Too bad Pence waited until the bitter end to start fact-checking Trump’s lies.
At The Daily Beast, Zachary Petrizzo has a piece about Ali Alexander’s reaction to the hearing: Jan. 6 Organizer Has Meltdown as House Committee Lays Out Its Case.
As the Jan. 6 committee tasked with investigating the Capitol riot presented its case to the American people on Thursday evening, Jan. 6 organizer and “Stop the Steal” leader Ali Alexander had a meltdown on Donald Trump’s Truth Social platform.
“Edited audio!” he wrote. “Have you ever seen a video with more fake edits and SPLICES? This video is a spoof! Audio is completely edited.”
“J6 Committee, you won’t be getting an Oscar for this! Hoax!” Alexander continued as he sent out a dozen frenzied posts about the testimony.
“This is SO overly scripted. All teleprompter. No authenticity. This ain’t convincing anyone!”
In another message posted to Truth Social, Alexander, who spoke to the Jan. 6 committee for more than eight hours back in December, wrote: “WE. DID. NOTHING. WRONG.”
Good luck with that.
This is from Peter Wehner at The Atlantic: The Moral Desolation of the GOP.
That Donald Trump acted the way he did [on January 6] was hardly a surprise; some of us had been warning about his borderless corruptions and disordered personality since before he became president. It’s hard to imagine that there’s any ethical line this broken, embittered, vindictive man wouldn’t cross, including telling White House staff that Vice President Mike Pence deserved to be hanged by the violent mob that stormed the Capitol, because Pence wouldn’t refuse to certify the election.

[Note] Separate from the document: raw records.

//! Credential chain builder: wires concrete sources in priority order.
//!
//! This module lives in `parley-infra` because it assembles concrete source
//! implementations. The chain itself is a [`CredentialSource`], so the core
//! never knows how many sources stand behind it.
//!
//! Default chain order: `[EnvCredentialSource, FileCredentialSource]`

use secrecy::SecretString;

use parley_core::credential::{BoxCredentialSource, CredentialSource};
use parley_types::config::ClientConfig;

use crate::credential::env::EnvCredentialSource;
use crate::credential::file::FileCredentialSource;

/// First-match chain of credential sources.
#[derive(Clone, Default)]
pub struct CredentialChain {
    sources: Vec<BoxCredentialSource>,
}

impl CredentialChain {
    pub fn new(sources: Vec<BoxCredentialSource>) -> Self {
        Self { sources }
    }

    pub fn push<T: CredentialSource + 'static>(&mut self, source: T) {
        self.sources.push(BoxCredentialSource::new(source));
    }

    pub fn len(&self) -> usize {
        self.sources.len()
    }

    pub fn is_empty(&self) -> bool {
        self.sources.is_empty()
    }
}

impl CredentialSource for CredentialChain {
    fn name(&self) -> &str {
        "chain"
    }

    async fn credential(&self) -> Option<SecretString> {
        for source in &self.sources {
            if let Some(token) = source.credential().await {
                tracing::trace!(source = source.name(), "credential resolved");
                return Some(token);
            }
        }
        None
    }
}

/// Build the default credential resolution chain from config.
///
/// The chain is ordered by precedence (first match wins):
/// 1. The environment variable named by `token_env`
/// 2. The token file at `token_file` (if configured)
pub fn build_credential_chain(config: &ClientConfig) -> CredentialChain {
    let mut chain = CredentialChain::default();

    chain.push(EnvCredentialSource::new(config.token_env.clone()));

    if let Some(path) = &config.token_file {
        chain.push(FileCredentialSource::new(path.clone()));
    }

    chain
}
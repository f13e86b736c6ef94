//! JSON text frame codec for the push channel.
//!
//! Every frame is `{"event": <name>, "data": <payload>}`. Decoding failures
//! are [`PushError::Frame`], which the connection driver logs and skips.

use parley_types::error::PushError;
use parley_types::event::{InboundEvent, OutboundEvent};

pub fn encode(event: &OutboundEvent) -> Result<String, PushError> {
    serde_json::to_string(event).map_err(|e| PushError::Frame(format!("encode {}: {e}", event.name())))
}

pub fn decode(text: &str) -> Result<InboundEvent, PushError> {
    serde_json::from_str(text).map_err(|e| PushError::Frame(e.to_string()))
}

The Laughing Cat, Jane Lewis
But the story of the Trump presidency isn’t only about the corruptions and delusions of one man; it’s also about the party he represents. Trump recast the Republican Party, of which I was long a proud member, in his image. His imprint on the GOP is, in important respects, even greater than Ronald Reagan’s, despite Reagan being a successful two-term president.
It was bad enough that many Republicans were complicit in Trump’s wrongdoings when he was president; that they continue to be complicit 17 months after Trump left the presidency is an even more damning indictment. They’ve continued to embrace Trump even though he’s a loser.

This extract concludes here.